Un blog de National Public Radio, la radio publique nationale des Etats-Unis, a publié un commentaire en défense de la stérilisation après la mort de 13 femmes en Inde des suites d’une campagne d’opérations à la chaîne. Histoire de dissiper un peu cet « éclairage négatif », l’auteur de l’article, Eleanor Klibanoff, préconise la stérilisation féminine en tant que forme la « plus populaire », la plus répandue de contraception – alors que la contraception est supposée réversible, ce que la stérilisation, en règle générale, n’est pas.
Les morts de Chhattisgarh ne doivent pas faire oublier, écrit-elle, que la stérilisation féminine concernait 223 millions de femmes dans le monde en 2012 : selon un document de l’organisme d’aide au développement américain USAID, cela équivaut à 19 % des femmes en âge de procréer et vivant dans le cadre d’une union maritale. A moins de 4 dollars américains par opération, frais médicaux et de personnel inclus, dans les pays pauvres, c’est une méthode « longue durée » aussi bon marché qu’elle est efficace, assure ce document publié en 2014. Il se félicite de la mise en œuvre croissante des Objectifs du Millénaire de l’ONU et signale qu’aujourd’hui la demande en vue de « limiter les naissances » excède la demande visant à les « espacer » seulement, dans toutes les régions du monde sauf en Afrique centrale et occidentale. La propagande fonctionne bien.
La stérilisation féminine dix fois plus répandue que la masculine
Le nombre des femmes stérilisées dans le monde est dix fois plus important que celui des hommes, souligne Eleanor Klibanoff – et ce malgré les risques bien moindres liés à la vasectomie, qui est en outre une opération bien plus simple. Le directeur du Population Council de New York, John Townsend, l’a signalé à la journaliste : « J’ai eu une vasectomie au Mexique, j’ai passé plus de temps à attendre l’ascenseur qu’à subir l’opération. » Pour les femmes, les « complications » sont de l’ordre de 1 % tout de même – cela n’a pas l’air d’inquiéter outre mesure.
La sémantique, comme toujours, est importante. Au lieu de parler de stérilisation, on préfère le terme de « contraception permanente », en insistant sur la facilité d’une procédure qu’une femme peut obtenir dès qu’elle a les « deux ou trois enfants » qu’elle désire. Plutôt que d’avoir recours à des méthodes hormonales de courte ou de longue durée, même celles de 25 ans, voire moins, peuvent se faire stériliser définitivement, sans se soucier du coût, des déplacements, des ruptures de stock et autres inconvénients des contraceptifs proprement dits, explique Townsend, qui assure : « Dans la plupart des pays, les femmes ont un ou deux enfants de plus qu’elles ne l’auraient voulu. »
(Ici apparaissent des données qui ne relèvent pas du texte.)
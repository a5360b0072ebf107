//! Run progress shared with reporters.

use std::fmt;
use std::sync::atomic::{AtomicUsize, Ordering};

use parking_lot::RwLock;
use serde::Serialize;

/// The phase a scan run is in.
#[derive(Debug, Clone, Copy, Default, PartialEq, Eq, Hash, Serialize)]
#[serde(rename_all = "snake_case")]
pub enum ScanPhase {
    /// No run started yet.
    #[default]
    Idle,
    /// Enumerating resource types.
    DiscoveringTypes,
    /// Namespaces are being scanned.
    Scanning,
    /// Per-namespace outcomes are being collected.
    Aggregating,
    /// The run finished.
    Done,
    /// Resource type discovery failed.
    Failed,
}

impl fmt::Display for ScanPhase {
    fn fmt(&self, f: &mut fmt::Formatter<'_>) -> fmt::Result {
        let s = match self {
            Self::Idle => "idle",
            Self::DiscoveringTypes => "discovering_types",
            Self::Scanning => "scanning",
            Self::Aggregating => "aggregating",
            Self::Done => "done",
            Self::Failed => "failed",
        };
        f.write_str(s)
    }
}

/// A point-in-time copy of [`ScanProgress`].
#[derive(Debug, Clone, Copy, PartialEq, Eq, Serialize)]
pub struct ProgressSnapshot {
    /// Current phase.
    pub phase: ScanPhase,
    /// Namespaces finished so far.
    pub completed: usize,
    /// Namespaces in this run.
    pub total: usize,
}

/// Progress of a scan run.
///
/// The completed counter only ever grows within a run and is bumped once
/// per finished namespace, whether it succeeded or not.
#[derive(Debug, Default)]
pub struct ScanProgress {
    phase: RwLock<ScanPhase>,
    completed: AtomicUsize,
    total: AtomicUsize,
}

impl ScanProgress {
    /// Create progress in the idle phase.
    #[must_use]
    pub fn new() -> Self {
        Self::default()
    }

    /// The current phase.
    #[must_use]
    pub fn phase(&self) -> ScanPhase {
        *self.phase.read()
    }

    /// Move to `phase`.
    pub fn set_phase(&self, phase: ScanPhase) {
        *self.phase.write() = phase;
    }

    /// Reset the counters for a run over `total` namespaces.
    pub fn begin(&self, total: usize) {
        self.completed.store(0, Ordering::SeqCst);
        self.total.store(total, Ordering::SeqCst);
    }

    /// Record a finished namespace, returning the new count.
    pub fn complete_namespace(&self) -> usize {
        self.completed.fetch_add(1, Ordering::SeqCst) + 1
    }

    /// Namespaces finished so far.
    #[must_use]
    pub fn completed(&self) -> usize {
        self.completed.load(Ordering::SeqCst)
    }

    /// Namespaces in the current run.
    #[must_use]
    pub fn total(&self) -> usize {
        self.total.load(Ordering::SeqCst)
    }

    /// Copy the current state.
    #[must_use]
    pub fn snapshot(&self) -> ProgressSnapshot {
        ProgressSnapshot {
            phase: self.phase(),
            completed: self.completed(),
            total: self.total(),
        }
    }
}

#[cfg(test)]
mod tests {
    use super::*;

    #[test]
    fn counts_completed_namespaces() {
        let progress = ScanProgress::new();
        assert_eq!(progress.phase(), ScanPhase::Idle);

        progress.begin(3);
        progress.set_phase(ScanPhase::Scanning);
        assert_eq!(progress.complete_namespace(), 1);
        assert_eq!(progress.complete_namespace(), 2);

        let snapshot = progress.snapshot();
        assert_eq!(snapshot.phase, ScanPhase::Scanning);
        assert_eq!(snapshot.completed, 2);
        assert_eq!(snapshot.total, 3);
    }

    #[test]
    fn begin_resets_the_counter() {
        let progress = ScanProgress::new();
        progress.begin(2);
        progress.complete_namespace();
        progress.begin(4);
        assert_eq!(progress.completed(), 0);
        assert_eq!(progress.total(), 4);
    }
}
Une affirmation « de choc » que nulle étude sérieuse n’étaye. En France, pour ne prendre que cet exemple, les femmes voudraient en moyenne un enfant de plus que ceux qu’elles ont déjà… Et y renoncent à cause des difficultés économiques, de logement, de travail.
Une contraception permanente sans inconvénients ?
Il n’y aurait en définitive qu’un problème par rapport à la stérilisation : le fait que dans certains cas elle soit pratiquée dans des conditions insalubres, ou à la suite un consentement mal éclairé par faute d’un excès de documents incompréhensibles.
Pour le reste, c’est clair : les organisations internationales et les gouvernements de nombreux pays soutiennent la stérilisation de la population féminine. Comme le dit John Townsend, les femmes obtiennent grâce à elle la vie qu’elles désirent : « Elles peuvent entreprendre d’autres choses en confiance, sûres qu’elles ne tomberont pas enceintes. Elles peuvent accepter un travail (…). Elles ont un sentiment d’autonomie, sous moins sujettes à la violence de genre et de manière générale, elles ont une vie plus pleine et plus riche. »
A ce compte-là, on s’étonne que les hommes ne se bousculent pas aux portillons pour se faire stériliser, eux aussi ! Cela viendra peut-être.